Rather than throw good money after bad, officials decided the former DuPage Juvenile Detention Center would make a perfect new home for the emergency management division. Sturm said the move was initiated before last year’s controversial County Board decision to close the then-underutilized youth home and move its operations to the Kane County Juvenile Justice Center.
It was a “perfect storm,” he said, that made the new headquarters possible: space became available; some $1.14 million in grant money came in to pay for the transformation, along with $330,000 provided by the county; and there was “the will to do it.”
The county hosted a grand opening for the $1.5 million facility Tuesday morning, but staff members began moving into the upgraded headquarters in mid-May, just after the NATO conference in Chicago.
The relocation proved fortunate several weeks later, when torrential rains and fierce gales took down power lines in the midst of a six-week stretch of oppressive heat. At one point more than half of the county was without electricity, and for several days, thousands remained without lights, refrigeration and air conditioning.
“One of the most challenging things that we’ve had since we got here was July 1,” Sturm said.
From that Sunday morning until the following Thursday evening, for about 100 continuous hours, the center was constantly in operation. The special response included representatives from ComEd, who set up in a conference area separated from the control room by a glass wall.
Gervino said when emergency arises, two staff members initially are called in to activate the Emergency Operations Center and start up the communication network by “push-out messaging” to public safety entities as well as animal control, the county jail and other agencies that need to remain in the loop.

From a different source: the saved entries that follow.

//! Process-level concerns shared by the relay binary: configuration and logging.

pub mod config;
pub mod logging;
/// Local commands understood by the client. Anything else typed is chat.
#[derive(Debug, PartialEq, Eq)]
pub enum Command {
    Help,
    Rename(String),
    Exit,
    Say(String),
    /// A known command used with missing arguments.
    Usage(&'static str),
}

/// Command syntax and description, in the order `/help` lists them.
pub const COMMANDS: [(&str, &str); 3] = [
    ("/help", "list available commands"),
    ("/username <name>", "change your display name"),
    ("/exit", "leave the chat"),
];

/// Parse one line of user input. Blank lines produce nothing.
pub fn parse(line: &str) -> Option<Command> {
    let trimmed = line.trim();
    if trimmed.is_empty() {
        return None;
    }

    let mut words = trimmed.split_whitespace();
    let command = match words.next() {
        Some("/help") => Command::Help,
        Some("/exit") => Command::Exit,
        Some("/username") => match words.next() {
            Some(name) => Command::Rename(name.to_string()),
            None => Command::Usage(COMMANDS[1].0),
        },
        _ => Command::Say(line.trim_end().to_string()),
    };
    Some(command)
}

pub fn help_text() -> String {
    COMMANDS
        .iter()
        .map(|(syntax, description)| format!("  {syntax:<18} {description}"))
        .collect::<Vec<_>>()
        .join("\n")
}
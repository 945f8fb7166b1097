//! Connection registry and broadcast engine for the Flexare chat relay.
//!
//! # Architecture
//!
//! - **Unique display names**: every connection may hold one display name,
//!   claimed with a `connect` handshake. Names are unique across all live
//!   connections (exact, case-sensitive match).
//! - **Dual-index registry**: `ConnectionRegistry` keeps live connections in
//!   one DashMap and a name -> connection index in another. Name checks and
//!   claims happen under the index entry lock, so two connections can never
//!   both win the same name.
//! - **Direct and Broadcast scopes**: the handler tags each outgoing event as
//!   a reply to the sender or a broadcast that excludes a set of connections.
//! - **Queued writes**: the `Manager` encodes an event once and pushes the
//!   shared frame onto each recipient's queue. A per-connection writer task
//!   drains the queue, so no lock is ever held across a socket write. Queues
//!   are bounded; a connection whose queue fills up is closed.
//! - **Ephemeral state**: nothing is persisted. A connection's name is
//!   released the moment it closes.
//!
//! # Message Flow
//!
//! 1. `Server` accepts a socket and attaches it to the registry
//! 2. The reader task decodes one JSON line into an `events::Event`
//! 3. `ConnectionHandler` checks it against the registry and returns at most
//!    one `Message`
//! 4. `Manager::send_message` encodes the event and routes it by scope
//! 5. On EOF, transport error, explicit `disconnect` or shutdown, the handler
//!    unregisters the name and a `disconnect` is broadcast to everyone else
//!
//! # Example: running a relay
//!
//! ```rust,no_run
//! use relay::{Manager, Server};
//! use std::sync::Arc;
//!
//! # async fn run() -> Result<(), relay::error::Error> {
//! let server = Server::bind("0.0.0.0:3333", Arc::new(Manager::new())).await?;
//! server.run(async { let _ = tokio::signal::ctrl_c().await; }).await?;
//! # Ok(())
//! # }
//! ```
//!
//! # Modules
//!
//! - `connection`: ConnectionRegistry with dual-index architecture and type-safe ConnectionId
//! - `error`: relay error kinds
//! - `handler`: per-connection protocol state machine
//! - `manager`: encoding and scope-based routing (delegates to ConnectionRegistry)
//! - `message`: outgoing message and scope definitions
//! - `server`: TCP listener, per-connection reader/writer tasks, graceful shutdown

pub mod connection;
pub mod error;
pub mod handler;
pub mod manager;
pub mod message;
pub mod server;

pub use manager::Manager;
pub use server::Server;
use crate::connection::ConnectionId;
use events::Event;
use std::collections::HashSet;

/// An outgoing event together with who should receive it.
#[derive(Debug, Clone, PartialEq)]
pub struct Message {
    pub event: Event,
    pub scope: MessageScope,
}

#[derive(Debug, Clone, PartialEq)]
pub enum MessageScope {
    /// Send only to one connection, whether or not it has registered
    Direct { connection_id: ConnectionId },
    /// Send to every registered connection except the listed ones
    Broadcast { exclude: HashSet<ConnectionId> },
}

impl Message {
    pub fn direct(event: Event, connection_id: ConnectionId) -> Self {
        Self {
            event,
            scope: MessageScope::Direct { connection_id },
        }
    }

    /// Broadcast to everyone but the originating connection.
    pub fn broadcast_except(event: Event, sender: ConnectionId) -> Self {
        Self {
            event,
            scope: MessageScope::Broadcast {
                exclude: HashSet::from([sender]),
            },
        }
    }
}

The key is easing communication among responders and coordinating the exchange of information. Cutting-edge radio networks help with that, but human contact is just as crucial.
“Even with all the technology, there’s no substitution for face-to-face communication,” Gervino said.
The extra elbow room certainly helps, though. Gervino showed a visitor some of the many new amenities: training rooms, work stations for intern and volunteer support, a roomy kitchen area, a break room that looks out over the open space out back, a shower room and a wall of lockers that provide storage for belongings when staff members have to remain on the site for days in a row.
The bunker bears little resemblance to the new command center. Its gloomy 8,500 square feet seemed comparatively much smaller than the 10,000 square feet covered by the new center.
“(The bunker) was built in the ‘50s, in a different era, for a different purpose,” Sturm said.